Людмила ФЕФЕЛОВА, "Костанайские новости", 15 августа
Накануне его 70-летия корреспондент "КН" встретился с человеком, который, пожалуй, вернул историю Костанайской области, рассказал землякам о событиях, героях давно минувших дней. И сделал это честно, исторически грамотно. Разные времена, разные люди оживают на страницах его книг. Но Петр Максимович Черныш не только краевед, он еще и поэт. Последняя по времени и 21-я по счету книга - сборник стихов под общим названием "Заветное".
- Петр Максимович, в свое время у вас была такая работа, такие посты, что даже странно, как лирические настроения проскальзывали в душу...

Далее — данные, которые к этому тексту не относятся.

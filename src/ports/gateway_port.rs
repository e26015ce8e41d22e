//! Trading platform gateway port: market data in, predictions out, and
//! backtests run on the platform's side.

use crate::domain::error::SiglabError;
use crate::domain::market::MarketRow;
use chrono::NaiveDate;
use serde::Serialize;
use serde_json::Value as Json;
use std::collections::BTreeMap;
use std::path::Path;

/// Scores the latest row of an instrument's history. Called by the gateway
/// once per simulated period during a backtest.
pub type StrategyCallback<'a> = &'a (dyn Fn(&[MarketRow]) -> Result<f64, SiglabError> + Sync);

/// Raw action and reward logs for one instrument on one date, plus the
/// gateway's own total return.
#[derive(Debug, Clone, Default, PartialEq)]
pub struct TradeEventBundle {
    pub actions: Vec<Json>,
    pub rewards: Vec<Json>,
    pub total_return: f64,
}

/// instrument → date → events
pub type BacktestResults = BTreeMap<String, BTreeMap<NaiveDate, TradeEventBundle>>;

#[derive(Debug, Clone, PartialEq, Serialize)]
pub struct SubmissionStatus {
    pub accepted: bool,
    pub rows: usize,
    pub stored_as: Option<String>,
}

pub trait TradingGateway {
    fn fetch_validation_data(&self, date: NaiveDate) -> Result<Vec<MarketRow>, SiglabError>;

    fn get_current_round(&self) -> Result<u32, SiglabError>;

    fn get_data(&self, kind: &str) -> Result<Vec<MarketRow>, SiglabError>;

    fn submit_predictions(&self, path: &Path) -> Result<SubmissionStatus, SiglabError>;

    fn run_backtest(
        &self,
        strategy: StrategyCallback<'_>,
        date: NaiveDate,
        result_type: &str,
    ) -> Result<BacktestResults, SiglabError>;
}

/// Reject payloads that carry an `{"error": ...}` indicator in place of data.
pub fn check_error_indicator(payload: &Json) -> Result<(), SiglabError> {
    let Some(indicator) = payload.as_object().and_then(|o| o.get("error")) else {
        return Ok(());
    };
    let message = match indicator {
        Json::Null => return Ok(()),
        Json::String(s) => s.clone(),
        other => other.to_string(),
    };
    Err(SiglabError::gateway(message))
}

- Сейчас я думаю, что все в моей жизни логически оправдано. В школе, как многие мальчишки той поры, мечтал стать летчиком - не прошел по зрению. Что было делать? Дома, в Узункольском районе, в Новопокровке, - нищета. А учиться хотел очень сильно. Поступил в Кустанайский пединститут на филологический факультет - он выпускал не только словесников, но историков тоже. Я сразу понял, что отстаю от городских ребят - не по знаниям, а по виду, может быть, по умению говорить, выражать свои мысли. Нашелся мудрый человек, Вера Ивановна Кандалина, она давала введение в литературоведение, которая точно подметила мое состояние. И она посоветовала мне писать стихи, чтобы раскрепоститься, стать свободнее в лексическом плане. А я к поэзии в то время был равнодушен, не говоря уж о том, что сам ни единой поэтической строки не написал. И вот я взялся за рифмы. Потом у меня набрались тетради этих стихов. Но только будучи обкомовским работником, решился отправить стихи в Алма-Ату. Ответила мне поэтесса Чернова: что-то похвалила, а что-то разнесла в пух и прах. Тогда я отложил в сторону весь прошлый творческий опыт и начал все заново...
- Как часто приходилось в жизни начинать все заново?
- Если разбить мою жизнь на три этапа, то самыми значительными я назвал бы первый, комсомольский, и нынешний. Работа в комсомоле стала фундаментом моей жизни, а начиная с того времени, когда судьба привела меня в архив, я как бы стал собирать плоды "с древа познаний", которое взращивал долгие годы.
- Но когда с поста секретаря обкома вы ушли в архив, наверное, и не думали, что этот крутой поворот в биографии станет для вас благом?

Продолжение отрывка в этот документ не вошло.